(RAW DATA begins)

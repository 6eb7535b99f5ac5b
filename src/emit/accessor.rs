//! Accessor functions.
//!
//! Every message becomes one exported function with the positional calling
//! convention
//!
//! ```text
//! fn(lang?: Locale, params?: FnParams, resolveLocale: LocaleResolver = getLocale)
//! fn(lang?: Locale, resolveLocale: LocaleResolver = getLocale)
//! ```
//!
//! The body embeds the per-locale values and mirrors
//! [`Accessor::call`](crate::core::accessor::Accessor::call).

use std::fmt::Write as _;

use serde_json::Value;

use super::{indent, literal, property_key, string_literal, write_samples_doc};
use crate::core::{
    identifier::{identifier_for, params_type_name},
    message::MessageData,
};

/// One accessor to emit.
#[derive(Debug, Clone)]
pub struct AccessorDecl<'a> {
    pub identifier: String,
    /// Params interface name, present when the message declares parameters.
    pub params_type: Option<String>,
    pub path: &'a str,
    pub data: &'a MessageData,
}

impl<'a> AccessorDecl<'a> {
    pub fn new(path: &'a str, data: &'a MessageData, group_prefix: &str) -> Self {
        let identifier = identifier_for(path, group_prefix);
        let params_type = (!data.params.is_empty()).then(|| params_type_name(&identifier));
        Self {
            identifier,
            params_type,
            path,
            data,
        }
    }

    /// True when the body calls the runtime `interpolate`.
    pub fn uses_interpolate(&self) -> bool {
        self.params_type.is_some()
    }

    /// True when the body calls the runtime `hasPlaceholder`.
    pub fn uses_has_placeholder(&self) -> bool {
        self.params_type.is_some() && self.data.is_array_root
    }
}

/// TypeScript type covering every locale's value.
pub fn value_type<'v>(values: impl IntoIterator<Item = &'v Value>) -> String {
    let mut types: Vec<String> = Vec::new();
    for value in values {
        push_unique(&mut types, type_of(value));
    }
    if types.is_empty() {
        return "unknown".to_string();
    }
    types.join(" | ")
}

fn type_of(value: &Value) -> String {
    match value {
        Value::Null => "null".to_string(),
        Value::Bool(_) => "boolean".to_string(),
        Value::Number(_) => "number".to_string(),
        Value::String(_) => "string".to_string(),
        Value::Object(_) => "Record<string, unknown>".to_string(),
        Value::Array(items) => {
            let mut element_types: Vec<String> = Vec::new();
            for item in items {
                let element = match item {
                    Value::Array(_) => "readonly unknown[]".to_string(),
                    other => type_of(other),
                };
                push_unique(&mut element_types, element);
            }
            match element_types.len() {
                0 => "readonly unknown[]".to_string(),
                1 => format!("readonly {}[]", element_types[0]),
                _ => format!("readonly ({})[]", element_types.join(" | ")),
            }
        }
    }
}

fn push_unique(types: &mut Vec<String>, ty: String) {
    if !types.contains(&ty) {
        types.push(ty);
    }
}

pub fn emit_params_type(out: &mut String, name: &str, params: &[String]) {
    let _ = writeln!(out, "export interface {} {{", name);
    for param in params {
        let _ = writeln!(out, "  {}: string | number;", property_key(param));
    }
    let _ = writeln!(out, "}}");
}

/// Writes the params interface (if any) and the function for one message.
pub fn emit_accessor(out: &mut String, decl: &AccessorDecl, default_locale: &str) {
    let data = decl.data;

    if let Some(params_type) = &decl.params_type {
        emit_params_type(out, params_type, &data.params);
        out.push('\n');
    }

    let samples: Vec<(String, Value)> = data
        .values
        .iter()
        .map(|(locale, value)| (locale.clone(), value.clone()))
        .collect();
    write_samples_doc(out, 0, Some(decl.path), &samples);

    let ty = value_type(data.values.values());
    let has_default = data.has_locale(default_locale);
    let return_type = if has_default {
        ty.clone()
    } else {
        format!("{} | undefined", ty)
    };
    let fallback = if has_default {
        "values[defaultLocale]!"
    } else {
        "values[defaultLocale]"
    };

    let signature = match &decl.params_type {
        Some(params_type) => format!(
            "lang?: Locale, params?: {}, resolveLocale: LocaleResolver = getLocale",
            params_type
        ),
        None => "lang?: Locale, resolveLocale: LocaleResolver = getLocale".to_string(),
    };
    let _ = writeln!(
        out,
        "export function {}({}): {} {{",
        decl.identifier, signature, return_type
    );

    let _ = writeln!(
        out,
        "{}const values: Partial<Record<Locale, {}>> = {{",
        indent(1),
        ty
    );
    for (locale, value) in &data.values {
        let _ = writeln!(
            out,
            "{}{}: {},",
            indent(2),
            string_literal(locale),
            literal(value)
        );
    }
    let _ = writeln!(out, "{}}};", indent(1));

    let resolved = format!(
        "values[lang ?? resolveLocale() ?? defaultLocale] ?? {}",
        fallback
    );

    if decl.params_type.is_none() {
        let _ = writeln!(out, "{}return {};", indent(1), resolved);
        let _ = writeln!(out, "}}");
        return;
    }

    let names = format!(
        "[{}]",
        data.params
            .iter()
            .map(|p| string_literal(p))
            .collect::<Vec<_>>()
            .join(", ")
    );
    let _ = writeln!(out, "{}const value = {};", indent(1), resolved);

    if data.is_array_root {
        let all_arrays = data.values.values().all(Value::is_array);
        if all_arrays && has_default {
            let _ = writeln!(out, "{}if (params === undefined) return value;", indent(1));
        } else {
            if data.values.values().any(Value::is_string) {
                let _ = writeln!(
                    out,
                    "{}if (params !== undefined && typeof value === \"string\") return interpolate(value, {}, params);",
                    indent(1),
                    names
                );
            }
            let _ = writeln!(
                out,
                "{}if (params === undefined || !Array.isArray(value)) return value;",
                indent(1)
            );
        }
        let _ = writeln!(out, "{}const names = {};", indent(1), names);
        let _ = writeln!(
            out,
            "{}if (!value.some((item) => typeof item === \"string\" && hasPlaceholder(item, names))) return value;",
            indent(1)
        );
        let _ = writeln!(
            out,
            "{}return value.map((item) => (typeof item === \"string\" ? interpolate(item, names, params) : item));",
            indent(1)
        );
    } else {
        let _ = writeln!(
            out,
            "{}if (params === undefined || typeof value !== \"string\") return value;",
            indent(1)
        );
        let _ = writeln!(
            out,
            "{}return interpolate(value, {}, params);",
            indent(1),
            names
        );
    }
    let _ = writeln!(out, "}}");
}
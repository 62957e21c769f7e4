pub mod background;
pub mod classifier;
pub mod contours;
pub mod preprocessing;

use image::GrayImage;
use tracing::debug;

use crate::config::DetectionSettings;
use crate::error::DetectionError;
use crate::models::{Frame, OccupancyVerdict, RawFrame, Region};

pub use background::{BackgroundModel, Observation};
pub use contours::RegionExtractor;

/// Everything computed for a single frame
#[derive(Debug, Clone)]
pub struct FrameAnalysis {
    pub frame: Frame,
    /// False for the frame that seeded the background
    pub evaluated: bool,
    pub deviation: GrayImage,
    pub mask: GrayImage,
    pub regions: Vec<Region>,
    pub verdict: OccupancyVerdict,
}

/// Preprocessing, background subtraction, region extraction and classification
pub struct MotionDetector {
    settings: DetectionSettings,
    background: BackgroundModel,
    extractor: RegionExtractor,
}

impl MotionDetector {
    pub fn new(settings: DetectionSettings) -> Self {
        Self {
            settings,
            background: BackgroundModel::new(),
            extractor: RegionExtractor::new(settings.dilate_iterations),
        }
    }

    pub fn settings(&self) -> &DetectionSettings {
        &self.settings
    }

    pub fn background(&self) -> &BackgroundModel {
        &self.background
    }

    /// Run one raw frame through the detector
    pub fn analyze(&mut self, raw: &RawFrame) -> Result<FrameAnalysis, DetectionError> {
        let frame = preprocessing::prepare_frame(raw, self.settings.process_width, self.settings.blur_sigma);
        self.analyze_frame(frame)
    }

    /// Run an already preprocessed frame through the detector
    pub fn analyze_frame(&mut self, frame: Frame) -> Result<FrameAnalysis, DetectionError> {
        let (width, height) = frame.gray.dimensions();
        let observation = self.background.observe(&frame.gray)?;

        if observation.is_warmup() {
            return Ok(FrameAnalysis {
                frame,
                evaluated: false,
                deviation: GrayImage::new(width, height),
                mask: GrayImage::new(width, height),
                regions: Vec::new(),
                verdict: OccupancyVerdict::Empty,
            });
        }

        let deviation = observation.into_deviation(width, height);
        let mask = self
            .extractor
            .motion_mask(&deviation, self.settings.delta_threshold);
        let regions = contours::find_regions(&mask, self.settings.min_area);
        let verdict = classifier::classify(&regions);

        debug!(
            "Frame at {}: {} region(s), {}",
            frame.timestamp,
            regions.len(),
            verdict
        );

        Ok(FrameAnalysis {
            frame,
            evaluated: true,
            deviation,
            mask,
            regions,
            verdict,
        })
    }
}
use std::path::{Path, PathBuf};
use std::time::Duration;

use reqwest::blocking::Client;
use serde::Deserialize;
use tracing::debug;

use super::{FileUploader, UploadAck};
use crate::error::{ConfigError, NotificationError};

const DROPBOX_UPLOAD_URL: &str = "https://content.dropboxapi.com/2/files/upload";
const REQUEST_TIMEOUT: Duration = Duration::from_secs(30);

/// Stores uploads below a local root directory
#[derive(Debug, Clone)]
pub struct DirectoryUploader {
    root: PathBuf,
}

impl DirectoryUploader {
    pub fn new<P: AsRef<Path>>(root: P) -> Self {
        Self {
            root: root.as_ref().to_path_buf(),
        }
    }
}

impl FileUploader for DirectoryUploader {
    fn upload_file(&self, contents: &[u8], remote_path: &str) -> Result<UploadAck, NotificationError> {
        let target = self.root.join(remote_path.trim_start_matches('/'));
        if let Some(parent) = target.parent() {
            std::fs::create_dir_all(parent)?;
        }
        std::fs::write(&target, contents)?;
        debug!("Wrote {} bytes to {}", contents.len(), target.display());

        Ok(UploadAck {
            location: target.display().to_string(),
        })
    }
}

/// Uploads through the Dropbox content API
pub struct DropboxUploader {
    client: Client,
    access_token: String,
}

#[derive(Deserialize)]
struct DropboxFileMetadata {
    path_display: Option<String>,
    id: Option<String>,
}

impl DropboxUploader {
    pub fn new(access_token: String) -> Result<Self, ConfigError> {
        let client = Client::builder()
            .timeout(REQUEST_TIMEOUT)
            .build()
            .map_err(|e| ConfigError::invalid("dropbox_access_token", e.to_string()))?;
        Ok(Self {
            client,
            access_token,
        })
    }
}

impl FileUploader for DropboxUploader {
    fn upload_file(&self, contents: &[u8], remote_path: &str) -> Result<UploadAck, NotificationError> {
        let api_arg = serde_json::json!({
            "path": remote_path,
            "mode": "add",
            "autorename": true,
        });

        let response = self
            .client
            .post(DROPBOX_UPLOAD_URL)
            .bearer_auth(&self.access_token)
            .header("Content-Type", "application/octet-stream")
            .header("Dropbox-API-Arg", api_arg.to_string())
            .body(contents.to_vec())
            .send()?;

        let status = response.status();
        if !status.is_success() {
            let body = response.text().unwrap_or_default();
            return Err(NotificationError::Upload(format!("{}: {}", status, body)));
        }

        let metadata: DropboxFileMetadata = response.json()?;
        Ok(UploadAck {
            location: metadata
                .path_display
                .or(metadata.id)
                .unwrap_or_else(|| remote_path.to_string()),
        })
    }
}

(RAW DATA ends)

**WHAT IS NEEDED:** Would you copy every line from the listing above that has the string "LocaleResolver" in it?

**TASK ANSWER:**
//! fn(lang?: Locale, params?: FnParams, resolveLocale: LocaleResolver = getLocale)
//! fn(lang?: Locale, resolveLocale: LocaleResolver = getLocale)
            "lang?: Locale, params?: {}, resolveLocale: LocaleResolver = getLocale",
        None => "lang?: Locale, resolveLocale: LocaleResolver = getLocale".to_string(),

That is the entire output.